### Records for the exercise:
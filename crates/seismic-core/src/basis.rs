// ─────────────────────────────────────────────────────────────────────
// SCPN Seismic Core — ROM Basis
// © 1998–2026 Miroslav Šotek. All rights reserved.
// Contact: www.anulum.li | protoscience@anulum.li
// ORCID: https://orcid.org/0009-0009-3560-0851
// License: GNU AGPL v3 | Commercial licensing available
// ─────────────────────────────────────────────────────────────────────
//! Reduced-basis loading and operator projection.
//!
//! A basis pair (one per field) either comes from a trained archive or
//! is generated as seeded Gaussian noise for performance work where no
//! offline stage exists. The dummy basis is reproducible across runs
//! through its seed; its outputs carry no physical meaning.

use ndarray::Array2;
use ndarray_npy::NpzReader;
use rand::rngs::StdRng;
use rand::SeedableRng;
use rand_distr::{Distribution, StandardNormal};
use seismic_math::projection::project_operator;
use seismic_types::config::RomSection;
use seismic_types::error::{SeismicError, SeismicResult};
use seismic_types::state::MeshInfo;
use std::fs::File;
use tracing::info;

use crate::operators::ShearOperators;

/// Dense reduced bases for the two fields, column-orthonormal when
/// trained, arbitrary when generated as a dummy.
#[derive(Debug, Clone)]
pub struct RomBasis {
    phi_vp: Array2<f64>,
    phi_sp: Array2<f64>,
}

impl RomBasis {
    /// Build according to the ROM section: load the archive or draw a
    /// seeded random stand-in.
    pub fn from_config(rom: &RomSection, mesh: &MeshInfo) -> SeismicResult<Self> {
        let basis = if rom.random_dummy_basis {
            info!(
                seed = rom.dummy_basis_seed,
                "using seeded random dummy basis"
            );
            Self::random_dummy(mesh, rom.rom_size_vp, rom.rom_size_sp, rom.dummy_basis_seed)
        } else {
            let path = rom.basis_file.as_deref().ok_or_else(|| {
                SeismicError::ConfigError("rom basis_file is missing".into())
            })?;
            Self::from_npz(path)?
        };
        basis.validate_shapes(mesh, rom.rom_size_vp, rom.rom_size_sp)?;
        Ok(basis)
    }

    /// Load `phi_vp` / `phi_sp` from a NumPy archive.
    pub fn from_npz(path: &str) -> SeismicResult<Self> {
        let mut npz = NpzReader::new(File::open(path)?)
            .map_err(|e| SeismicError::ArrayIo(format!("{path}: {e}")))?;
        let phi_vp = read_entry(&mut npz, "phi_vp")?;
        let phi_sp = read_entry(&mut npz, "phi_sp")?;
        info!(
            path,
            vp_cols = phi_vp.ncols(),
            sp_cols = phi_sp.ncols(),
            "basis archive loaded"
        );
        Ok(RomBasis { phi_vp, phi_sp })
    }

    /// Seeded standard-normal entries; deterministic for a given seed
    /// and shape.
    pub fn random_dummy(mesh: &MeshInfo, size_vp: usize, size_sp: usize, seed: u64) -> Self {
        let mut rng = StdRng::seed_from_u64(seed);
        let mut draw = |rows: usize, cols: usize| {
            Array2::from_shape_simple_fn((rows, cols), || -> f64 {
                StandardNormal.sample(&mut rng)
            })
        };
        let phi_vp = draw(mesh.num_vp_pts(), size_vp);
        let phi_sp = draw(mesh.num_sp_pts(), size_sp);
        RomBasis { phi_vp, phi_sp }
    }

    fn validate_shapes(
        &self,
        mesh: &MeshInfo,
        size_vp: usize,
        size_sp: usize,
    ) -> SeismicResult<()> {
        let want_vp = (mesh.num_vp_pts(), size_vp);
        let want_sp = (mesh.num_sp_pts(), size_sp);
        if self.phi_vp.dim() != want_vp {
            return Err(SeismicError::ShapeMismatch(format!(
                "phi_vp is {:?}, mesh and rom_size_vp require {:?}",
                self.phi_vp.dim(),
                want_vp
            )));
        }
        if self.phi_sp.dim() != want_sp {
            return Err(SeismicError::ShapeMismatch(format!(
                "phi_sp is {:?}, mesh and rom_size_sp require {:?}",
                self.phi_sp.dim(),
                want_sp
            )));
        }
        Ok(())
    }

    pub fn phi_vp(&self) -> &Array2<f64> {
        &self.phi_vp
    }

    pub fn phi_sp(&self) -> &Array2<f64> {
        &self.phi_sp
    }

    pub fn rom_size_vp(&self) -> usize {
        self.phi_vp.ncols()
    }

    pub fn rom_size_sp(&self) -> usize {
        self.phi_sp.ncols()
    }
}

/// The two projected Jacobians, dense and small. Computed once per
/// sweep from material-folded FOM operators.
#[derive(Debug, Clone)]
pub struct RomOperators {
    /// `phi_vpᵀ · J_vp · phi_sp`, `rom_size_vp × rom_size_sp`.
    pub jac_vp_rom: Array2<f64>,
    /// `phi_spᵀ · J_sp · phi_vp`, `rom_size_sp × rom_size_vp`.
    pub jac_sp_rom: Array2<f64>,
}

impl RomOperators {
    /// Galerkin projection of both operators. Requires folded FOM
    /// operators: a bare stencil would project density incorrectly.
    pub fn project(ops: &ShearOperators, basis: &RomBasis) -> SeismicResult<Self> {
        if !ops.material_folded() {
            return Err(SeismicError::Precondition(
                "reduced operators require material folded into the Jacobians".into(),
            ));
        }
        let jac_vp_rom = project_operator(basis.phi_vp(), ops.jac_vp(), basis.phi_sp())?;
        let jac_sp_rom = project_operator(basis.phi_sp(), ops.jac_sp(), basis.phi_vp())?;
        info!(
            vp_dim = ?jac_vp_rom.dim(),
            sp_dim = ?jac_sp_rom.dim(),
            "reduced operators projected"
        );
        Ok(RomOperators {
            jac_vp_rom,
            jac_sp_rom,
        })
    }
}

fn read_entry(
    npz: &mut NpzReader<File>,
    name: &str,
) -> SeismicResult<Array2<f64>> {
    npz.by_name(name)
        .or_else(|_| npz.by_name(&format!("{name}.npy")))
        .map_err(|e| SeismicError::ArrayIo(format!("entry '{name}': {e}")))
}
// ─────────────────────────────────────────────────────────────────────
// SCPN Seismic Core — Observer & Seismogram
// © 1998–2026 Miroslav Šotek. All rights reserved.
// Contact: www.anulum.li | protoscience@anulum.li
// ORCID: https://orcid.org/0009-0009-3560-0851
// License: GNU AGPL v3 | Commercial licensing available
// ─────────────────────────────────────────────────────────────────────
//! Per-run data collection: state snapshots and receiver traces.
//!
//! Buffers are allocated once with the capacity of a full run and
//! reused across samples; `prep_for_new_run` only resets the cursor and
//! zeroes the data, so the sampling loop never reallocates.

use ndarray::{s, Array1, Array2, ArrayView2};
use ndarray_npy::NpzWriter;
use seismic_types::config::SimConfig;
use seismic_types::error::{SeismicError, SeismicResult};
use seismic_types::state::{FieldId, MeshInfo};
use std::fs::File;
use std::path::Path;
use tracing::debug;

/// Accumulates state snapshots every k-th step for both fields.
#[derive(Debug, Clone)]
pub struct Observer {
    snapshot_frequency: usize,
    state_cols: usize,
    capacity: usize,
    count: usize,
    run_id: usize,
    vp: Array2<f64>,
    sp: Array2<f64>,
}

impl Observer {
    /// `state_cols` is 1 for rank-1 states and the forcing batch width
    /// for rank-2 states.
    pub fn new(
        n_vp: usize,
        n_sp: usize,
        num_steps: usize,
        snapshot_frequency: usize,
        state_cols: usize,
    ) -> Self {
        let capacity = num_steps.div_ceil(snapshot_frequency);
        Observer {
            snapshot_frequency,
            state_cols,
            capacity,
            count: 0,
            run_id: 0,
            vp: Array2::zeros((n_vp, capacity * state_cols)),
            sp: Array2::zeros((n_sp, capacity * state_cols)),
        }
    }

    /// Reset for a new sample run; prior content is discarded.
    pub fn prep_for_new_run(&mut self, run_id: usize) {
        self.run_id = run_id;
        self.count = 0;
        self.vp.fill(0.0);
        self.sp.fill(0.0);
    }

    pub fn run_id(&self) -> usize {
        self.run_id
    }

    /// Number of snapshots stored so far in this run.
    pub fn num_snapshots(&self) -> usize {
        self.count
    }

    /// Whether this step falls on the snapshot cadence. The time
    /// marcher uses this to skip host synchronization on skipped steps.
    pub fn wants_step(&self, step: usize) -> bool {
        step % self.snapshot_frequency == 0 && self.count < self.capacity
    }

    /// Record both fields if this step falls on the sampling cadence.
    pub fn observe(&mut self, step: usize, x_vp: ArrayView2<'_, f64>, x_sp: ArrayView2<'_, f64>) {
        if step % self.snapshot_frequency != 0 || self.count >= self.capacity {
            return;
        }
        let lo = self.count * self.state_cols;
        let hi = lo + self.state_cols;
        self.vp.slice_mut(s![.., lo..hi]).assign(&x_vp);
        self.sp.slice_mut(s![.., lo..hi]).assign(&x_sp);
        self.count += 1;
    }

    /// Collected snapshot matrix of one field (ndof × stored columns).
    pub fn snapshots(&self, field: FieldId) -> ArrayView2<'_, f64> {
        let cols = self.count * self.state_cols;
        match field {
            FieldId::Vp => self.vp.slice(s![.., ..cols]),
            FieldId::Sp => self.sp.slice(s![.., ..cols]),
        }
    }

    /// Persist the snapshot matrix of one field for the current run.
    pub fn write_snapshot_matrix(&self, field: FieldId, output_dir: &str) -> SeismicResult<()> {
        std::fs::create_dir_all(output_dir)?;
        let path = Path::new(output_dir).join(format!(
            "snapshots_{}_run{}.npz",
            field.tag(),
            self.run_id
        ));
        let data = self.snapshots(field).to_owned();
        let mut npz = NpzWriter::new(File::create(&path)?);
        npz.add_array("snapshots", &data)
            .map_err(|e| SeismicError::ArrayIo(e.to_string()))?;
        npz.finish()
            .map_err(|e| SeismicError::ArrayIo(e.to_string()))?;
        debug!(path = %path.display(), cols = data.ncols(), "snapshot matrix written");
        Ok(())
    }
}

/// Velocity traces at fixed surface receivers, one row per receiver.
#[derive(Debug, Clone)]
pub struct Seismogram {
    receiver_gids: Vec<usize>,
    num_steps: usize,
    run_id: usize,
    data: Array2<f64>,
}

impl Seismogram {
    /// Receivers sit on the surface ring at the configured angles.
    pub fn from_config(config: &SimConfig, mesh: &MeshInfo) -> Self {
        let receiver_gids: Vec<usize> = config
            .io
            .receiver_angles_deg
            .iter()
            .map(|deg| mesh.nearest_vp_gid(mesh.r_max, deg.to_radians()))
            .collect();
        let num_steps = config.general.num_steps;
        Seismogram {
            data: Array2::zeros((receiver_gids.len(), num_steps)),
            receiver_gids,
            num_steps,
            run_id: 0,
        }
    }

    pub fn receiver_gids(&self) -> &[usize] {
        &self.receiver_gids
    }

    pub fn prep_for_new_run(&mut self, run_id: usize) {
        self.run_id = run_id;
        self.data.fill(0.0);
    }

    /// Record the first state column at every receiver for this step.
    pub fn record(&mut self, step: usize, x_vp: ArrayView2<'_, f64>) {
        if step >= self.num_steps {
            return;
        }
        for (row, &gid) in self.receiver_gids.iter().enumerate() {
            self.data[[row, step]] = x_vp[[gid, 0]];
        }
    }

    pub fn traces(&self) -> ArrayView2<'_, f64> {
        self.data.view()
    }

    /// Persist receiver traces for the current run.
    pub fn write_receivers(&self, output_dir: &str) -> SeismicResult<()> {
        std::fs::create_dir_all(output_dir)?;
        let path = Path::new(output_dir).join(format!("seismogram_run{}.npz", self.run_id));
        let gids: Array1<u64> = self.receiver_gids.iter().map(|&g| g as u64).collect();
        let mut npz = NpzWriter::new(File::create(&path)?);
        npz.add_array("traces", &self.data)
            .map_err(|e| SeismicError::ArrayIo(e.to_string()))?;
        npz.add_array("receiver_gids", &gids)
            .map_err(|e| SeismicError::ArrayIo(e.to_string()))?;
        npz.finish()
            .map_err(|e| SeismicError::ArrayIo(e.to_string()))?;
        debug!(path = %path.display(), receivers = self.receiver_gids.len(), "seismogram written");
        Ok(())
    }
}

### What you will do:
What lines in the listing contain "fill"? Copy them all.

### Result of this task:
        self.vp.fill(0.0);
        self.sp.fill(0.0);
        self.data.fill(0.0);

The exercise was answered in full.